Friday, December 04, 2009

Snow

We packed 460 lunches for local school children in an hour and a half, assembly-line style: Pudding cup, juice box, apple, snack mix, cheese sandwich, bologna sandwich. Eliot was at the apple station, Ethan covered the snack mix.

As we left, the first snow was falling—wet pavement, white rooftops and lawns. “Oh, look at the snow!” I crooned to the boys. Ethan was already etching his name on the car window with a warm finger. This is the first winter he can write his name.

I let down my window; the snow clumped and stood four inches tall, where the glass had been. The boys found this spectacular. We rolled slowly down quiet city streets, held by the wonder of Christmas lights in the snow. “It’s a Christmas miracle!” Eliot said.

Depression is sometimes delineated as a negative schema the brain adopts, in response to childhood trauma or stress. There are other explanations: hormonal imbalance, insufficient levels of neurotransmitters. Cortisol, serotonin, norepinephrine, dopamine. I have my own theories—general theories, including the unique nature of modern alienation, the corrupting power of affluence and consumerism; and specific ones I’d dare not apply to anyone but me. The truth is probably what it usually is: intricate.

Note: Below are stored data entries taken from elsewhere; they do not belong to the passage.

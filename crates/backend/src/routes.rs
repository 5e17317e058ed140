use axum::{
    extract::DefaultBodyLimit,
    routing::{get, post},
    Router,
};
use tower_http::services::ServeDir;

use crate::api::handlers;
use crate::shared::state::SharedState;

/// Multipart overhead allowed on top of the file size limit
const MULTIPART_OVERHEAD_BYTES: usize = 64 * 1024;

/// Configure all application routes
pub fn configure_routes(state: SharedState) -> Router {
    let upload_limit =
        (state.config.uploads.max_file_size_mb * 1024.0 * 1024.0) as usize * 2 + MULTIPART_OVERHEAD_BYTES;

    Router::new()
        .route("/health", get(|| async { "ok" }))
        .route("/api/chat/stream", post(handlers::chat::stream))
        .route("/api/parse", post(handlers::parse::parse))
        .route(
            "/api/uploads",
            post(handlers::upload::upload).layer(DefaultBodyLimit::max(upload_limit)),
        )
        .nest_service("/uploads", ServeDir::new(&state.uploads_dir))
        .fallback_service(ServeDir::new("dist"))
        .with_state(state)
}
use contracts::upload::FileConstraints;
use serde::Deserialize;
use std::path::{Path, PathBuf};

#[derive(Debug, Deserialize, Clone)]
pub struct Config {
    pub server: ServerConfig,
    pub llm: LlmConfig,
    pub parse: ParseConfig,
    pub uploads: UploadsConfig,
}

#[derive(Debug, Deserialize, Clone)]
pub struct ServerConfig {
    pub port: u16,
}

#[derive(Debug, Deserialize, Clone)]
pub struct LlmConfig {
    pub provider: String,
    /// OpenAI-compatible base URL; the public OpenAI API when absent
    #[serde(default)]
    pub api_endpoint: Option<String>,
    #[serde(default)]
    pub api_key: String,
    pub model: String,
    pub temperature: f64,
    pub max_tokens: i32,
    #[serde(default)]
    pub system_prompt: Option<String>,
}

#[derive(Debug, Deserialize, Clone)]
pub struct ParseConfig {
    pub timeout_secs: u64,
    pub user_agent: String,
}

#[derive(Debug, Deserialize, Clone)]
pub struct UploadsConfig {
    pub dir: String,
    pub max_file_size_mb: f64,
    pub accepted_types: String,
}

impl UploadsConfig {
    /// Limits enforced on uploaded files, same rules as the file input
    pub fn constraints(&self) -> FileConstraints {
        FileConstraints {
            accepted_types: Some(self.accepted_types.clone()),
            max_file_size: Some(self.max_file_size_mb),
        }
    }
}

/// Default configuration embedded in the binary
const DEFAULT_CONFIG: &str = r#"
[server]
port = 3000

[llm]
provider = "openai"
api_key = ""
model = "gpt-4o-mini"
temperature = 0.7
max_tokens = 1024
system_prompt = "You are a helpful assistant. Answer concisely."

[parse]
timeout_secs = 15
user_agent = "parsechat/0.1"

[uploads]
dir = "target/uploads"
max_file_size_mb = 5.0
accepted_types = ".png,.jpeg,.gif,.webp"
"#;

/// Load configuration from config.toml file
///
/// Search order:
/// 1. Next to the executable (for production)
/// 2. Falls back to embedded default config
///
/// `OPENAI_API_KEY` fills in an empty `llm.api_key`.
pub fn load_config() -> anyhow::Result<Config> {
    let mut config = read_config()?;
    apply_env_overrides(&mut config, std::env::var("OPENAI_API_KEY").ok());
    Ok(config)
}

fn read_config() -> anyhow::Result<Config> {
    // Try to find config.toml next to the executable
    if let Ok(exe_path) = std::env::current_exe() {
        if let Some(exe_dir) = exe_path.parent() {
            let config_path = exe_dir.join("config.toml");

            if config_path.exists() {
                tracing::info!("Loading config from: {}", config_path.display());
                let contents = std::fs::read_to_string(&config_path)?;
                let config: Config = toml::from_str(&contents)?;
                return Ok(config);
            } else {
                tracing::warn!("config.toml not found at: {}", config_path.display());
            }
        }
    }

    // Fall back to default config
    tracing::info!("Using default embedded configuration");
    let config: Config = toml::from_str(DEFAULT_CONFIG)?;
    Ok(config)
}

fn apply_env_overrides(config: &mut Config, openai_api_key: Option<String>) {
    if config.llm.api_key.trim().is_empty() {
        if let Some(key) = openai_api_key.filter(|k| !k.trim().is_empty()) {
            config.llm.api_key = key;
        }
    }
}

/// Get the upload directory from configuration
/// Resolves relative paths relative to the executable directory
pub fn get_uploads_dir(config: &Config) -> PathBuf {
    let dir_str = &config.uploads.dir;
    let dir = Path::new(dir_str);

    // If absolute path, use as is
    if dir.is_absolute() {
        return dir.to_path_buf();
    }

    // If relative path, resolve it relative to the executable directory
    if let Ok(exe_path) = std::env::current_exe() {
        if let Some(exe_dir) = exe_path.parent() {
            return exe_dir.join(dir);
        }
    }

    // Fallback: use relative to current directory
    PathBuf::from(dir_str)
}

#[cfg(test)]
mod tests {
    use super::*;

    fn default_config() -> Config {
        toml::from_str(DEFAULT_CONFIG).unwrap()
    }

    #[test]
    fn test_default_config_loads() {
        let config = default_config();
        assert_eq!(config.server.port, 3000);
        assert_eq!(config.llm.provider, "openai");
        assert_eq!(config.llm.api_endpoint, None);
        assert_eq!(config.parse.timeout_secs, 15);
        assert_eq!(config.uploads.dir, "target/uploads");
        assert_eq!(config.uploads.max_file_size_mb, 5.0);
    }

    #[test]
    fn test_env_key_fills_empty_api_key() {
        let mut config = default_config();
        apply_env_overrides(&mut config, Some("sk-env".to_string()));
        assert_eq!(config.llm.api_key, "sk-env");

        config.llm.api_key = "sk-file".to_string();
        apply_env_overrides(&mut config, Some("sk-other".to_string()));
        assert_eq!(config.llm.api_key, "sk-file");
    }

    #[test]
    fn test_upload_constraints() {
        let constraints = default_config().uploads.constraints();
        assert_eq!(constraints.accepted_types.as_deref(), Some(".png,.jpeg,.gif,.webp"));
        assert_eq!(constraints.max_file_size, Some(5.0));
    }

    #[test]
    fn test_absolute_uploads_dir_is_kept() {
        let mut config = default_config();
        let dir = std::env::temp_dir().join("parsechat-uploads");
        config.uploads.dir = dir.to_string_lossy().into_owned();
        assert_eq!(get_uploads_dir(&config), dir);
    }
}
//! Chat Page - Model (API functions)

use crate::shared::api_utils::{api_url, RequestError};
use contracts::chat::stream::{parse_event, ChatStreamEvent, SseDecoder};
use contracts::chat::ChatCompletionRequest;
use wasm_bindgen::{JsCast, JsValue};
use wasm_bindgen_futures::JsFuture;
use web_sys::{AbortSignal, ReadableStreamDefaultReader, Request, RequestInit, RequestMode, Response};

fn js_error(e: JsValue) -> RequestError {
    RequestError::network(format!("{e:?}"))
}

/// Stream a completion, calling `on_event` for every event as it arrives.
///
/// Resolves when the response body ends. Aborting `signal` makes the pending
/// read fail, which surfaces here as an `Err`.
pub async fn stream_completion(
    request: &ChatCompletionRequest,
    signal: &AbortSignal,
    mut on_event: impl FnMut(ChatStreamEvent),
) -> Result<(), RequestError> {
    let opts = RequestInit::new();
    opts.set_method("POST");
    opts.set_mode(RequestMode::Cors);
    opts.set_signal(Some(signal));

    let body = serde_json::to_string(request).map_err(|e| RequestError::network(format!("{e}")))?;
    opts.set_body(&JsValue::from_str(&body));

    let url = api_url("/api/chat/stream");
    let request = Request::new_with_str_and_init(&url, &opts).map_err(js_error)?;
    request
        .headers()
        .set("Content-Type", "application/json")
        .map_err(js_error)?;
    request
        .headers()
        .set("Accept", "text/event-stream")
        .map_err(js_error)?;

    let window = web_sys::window().ok_or_else(|| RequestError::network("no window"))?;
    let resp_value = JsFuture::from(window.fetch_with_request(&request))
        .await
        .map_err(js_error)?;
    let resp: Response = resp_value.dyn_into().map_err(js_error)?;

    if !resp.ok() {
        let text = match resp.text() {
            Ok(promise) => JsFuture::from(promise)
                .await
                .ok()
                .and_then(|t| t.as_string())
                .unwrap_or_default(),
            Err(_) => String::new(),
        };
        return Err(RequestError::from_status(resp.status(), &text));
    }

    let body = resp
        .body()
        .ok_or_else(|| RequestError::network("Response has no body"))?;
    let reader: ReadableStreamDefaultReader = body
        .get_reader()
        .dyn_into()
        .map_err(|e| js_error(e.into()))?;
    let mut decoder = SseDecoder::new();

    loop {
        let chunk = JsFuture::from(reader.read()).await.map_err(js_error)?;
        let done = js_sys::Reflect::get(&chunk, &JsValue::from_str("done"))
            .map_err(js_error)?
            .as_bool()
            .unwrap_or(true);
        if done {
            break;
        }
        let value = js_sys::Reflect::get(&chunk, &JsValue::from_str("value")).map_err(js_error)?;
        let bytes = js_sys::Uint8Array::new(&value).to_vec();
        forward_events(decoder.push_bytes(&bytes), &mut on_event)?;
    }

    forward_events(decoder.finish(), &mut on_event)
}

/// Decode payloads in order; a malformed one stops the stream
fn forward_events(
    payloads: impl IntoIterator<Item = String>,
    on_event: &mut impl FnMut(ChatStreamEvent),
) -> Result<(), RequestError> {
    for payload in payloads {
        on_event(parse_event(&payload).map_err(RequestError::network)?);
    }
    Ok(())
}
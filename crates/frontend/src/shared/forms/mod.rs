//! Form primitives used by the form components.
//!
//! A [`FormControl`] is a plain value: the view model keeps it inside a
//! signal, and all validation runs through pure [`Validator`]s, so the form
//! logic is testable without a browser.

mod control;
mod validation;

pub use control::FormControl;
pub use validation::{ValidationError, ValidationErrors, Validator};
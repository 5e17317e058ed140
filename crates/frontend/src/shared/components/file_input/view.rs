//! File Input - View Component

use super::model::{FileInputModel, FileInputValue, SelectedFileMeta};
use crate::shared::components::field_error::FieldError;
use crate::shared::forms::ValidationErrors;
use crate::shared::icons::icon;
use contracts::upload::FileConstraints;
use leptos::prelude::*;
use thaw::*;

fn revoke(url: Option<String>) {
    if let Some(url) = url {
        let _ = web_sys::Url::revoke_object_url(&url);
    }
}

/// File picker usable as a control of a larger form.
///
/// - `value`: URL written in by the parent; the displayed name is derived from it
/// - `touched`: touched state of the enclosing control, mirrored on the field
/// - `on_change`: selected file (`None` when the selection was rejected)
/// - `on_validation`: `custom` error of the last selection, `None` when valid
#[component]
pub fn FileInput(
    #[prop(optional, into)] accepted_types: MaybeProp<String>,
    /// Maximum size in megabytes
    #[prop(optional, into)]
    max_file_size: MaybeProp<f64>,
    #[prop(optional, into)] label: MaybeProp<String>,
    #[prop(optional, into)] value: MaybeProp<String>,
    #[prop(optional, into)] touched: MaybeProp<bool>,
    on_change: Callback<Option<FileInputValue>>,
    #[prop(optional)] on_touched: Option<Callback<()>>,
    #[prop(optional)] on_validation: Option<Callback<Option<ValidationErrors>>>,
) -> impl IntoView {
    let constraints = move || FileConstraints {
        accepted_types: accepted_types.get(),
        max_file_size: max_file_size.get(),
    };
    let model = RwSignal::new(FileInputModel::new(untrack(constraints)));
    let file_input_ref = NodeRef::<leptos::html::Input>::new();

    let report_validation = move || {
        if let Some(on_validation) = on_validation {
            on_validation.run(model.with_untracked(|m| m.validate()));
        }
    };

    Effect::new(move |_| {
        let constraints = constraints();
        model.update(|m| m.constraints = constraints);
    });

    // writeValue: the parent pushed a stored URL
    Effect::new(move |_| {
        let url = value.get();
        revoke(model.try_update(|m| m.write_value(url.as_deref())).flatten());
        if let Some(input) = file_input_ref.get_untracked() {
            input.set_value("");
        }
        report_validation();
    });

    Effect::new(move |_| {
        if let Some(touched) = touched.get() {
            model.update(|m| m.sync_touched(touched));
        }
    });

    on_cleanup(move || {
        revoke(model.try_update_untracked(|m| m.replace_object_url(None)).flatten());
    });

    let mark_touched = move || {
        model.update(|m| m.select_file_name.mark_as_touched());
        if let Some(on_touched) = on_touched {
            on_touched.run(());
        }
    };

    let open_picker = move || {
        if let Some(input) = file_input_ref.get_untracked() {
            input.click();
        }
        mark_touched();
    };

    let handle_change = move |ev: leptos::ev::Event| {
        let input: web_sys::HtmlInputElement = event_target(&ev);
        let Some(file) = input.files().and_then(|files| files.get(0)) else {
            return;
        };
        let meta = SelectedFileMeta {
            name: file.name(),
            mime_type: file.type_(),
            size: file.size() as u64,
        };

        match model.try_update(|m| m.select(&meta)) {
            Some(Ok(())) => match web_sys::Url::create_object_url_with_blob(&file) {
                Ok(path) => {
                    revoke(model.try_update(|m| m.replace_object_url(Some(path.clone()))).flatten());
                    on_change.run(Some(FileInputValue {
                        path,
                        file_name: meta.name,
                        file: Some(file),
                    }));
                }
                Err(e) => {
                    log::error!("Failed to create object URL for {}: {:?}", meta.name, e);
                    on_change.run(None);
                }
            },
            Some(Err(error)) => {
                log::warn!("Rejected file {}: {}", error.file_name, error.message);
                revoke(model.try_update(|m| m.replace_object_url(None)).flatten());
                on_change.run(None);
            }
            None => {}
        }
        report_validation();
    };

    let file_name = move || model.with(|m| m.file_name().to_string());
    let error = Signal::derive(move || model.with(|m| m.error_message()));

    view! {
        <div class="form__group file-input">
            {move || label.get().map(|text| view! { <label class="form__label">{text}</label> })}

            <input
                node_ref=file_input_ref
                type="file"
                style="display: none;"
                accept=move || accepted_types.get().unwrap_or_default()
                on:change=handle_change
            />

            <Flex style="gap: 8px; align-items: center;">
                <input
                    type="text"
                    readonly=true
                    class="file-input__name"
                    style="flex: 1; cursor: pointer;"
                    placeholder="No file selected"
                    prop:value=file_name
                    on:click=move |_| open_picker()
                    on:blur=move |_| mark_touched()
                />
                <Button appearance=ButtonAppearance::Secondary on_click=move |_| open_picker()>
                    {icon("attach")}
                    " Browse"
                </Button>
            </Flex>

            <FieldError error=error />
        </div>
    }
}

Last night a volunteer coordinator supervised our lunch-making, on her birthday. “What a perfect way to spend your birthday, isn’t it?” observed a fellow coordinator.

A few days ago I let my tongue loose while it was Under the Influence of Negative Schema and in the vicinity of my older children. I lied. I said I didn’t believe in change, didn’t believe that people could change, didn’t believe it mattered anyway, and I didn’t believe in joy.

I don’t need to tell you what the last decade of my life has been—how I’ve squandered my time, money, talent, health or that I’ve lived in pursuit of the Great Sop and become ornery, unkind, and aloof. Is it enough, instead, to say that I awoke crying this morning before I knew why, wearing a powder-blue volunteer shirt and remembering the snow?

3 comments:

lithereed said...

It is enough. But I would like to hear more of what you have to say.

MTB said...

It is enough...as long as you keep writing. (Please!)

Laura TenBrink said...

It's enough, for sure. And it's enough for me to love my sister even more, which I often wonder now that could even be possible. Man - how did I miss this post until now???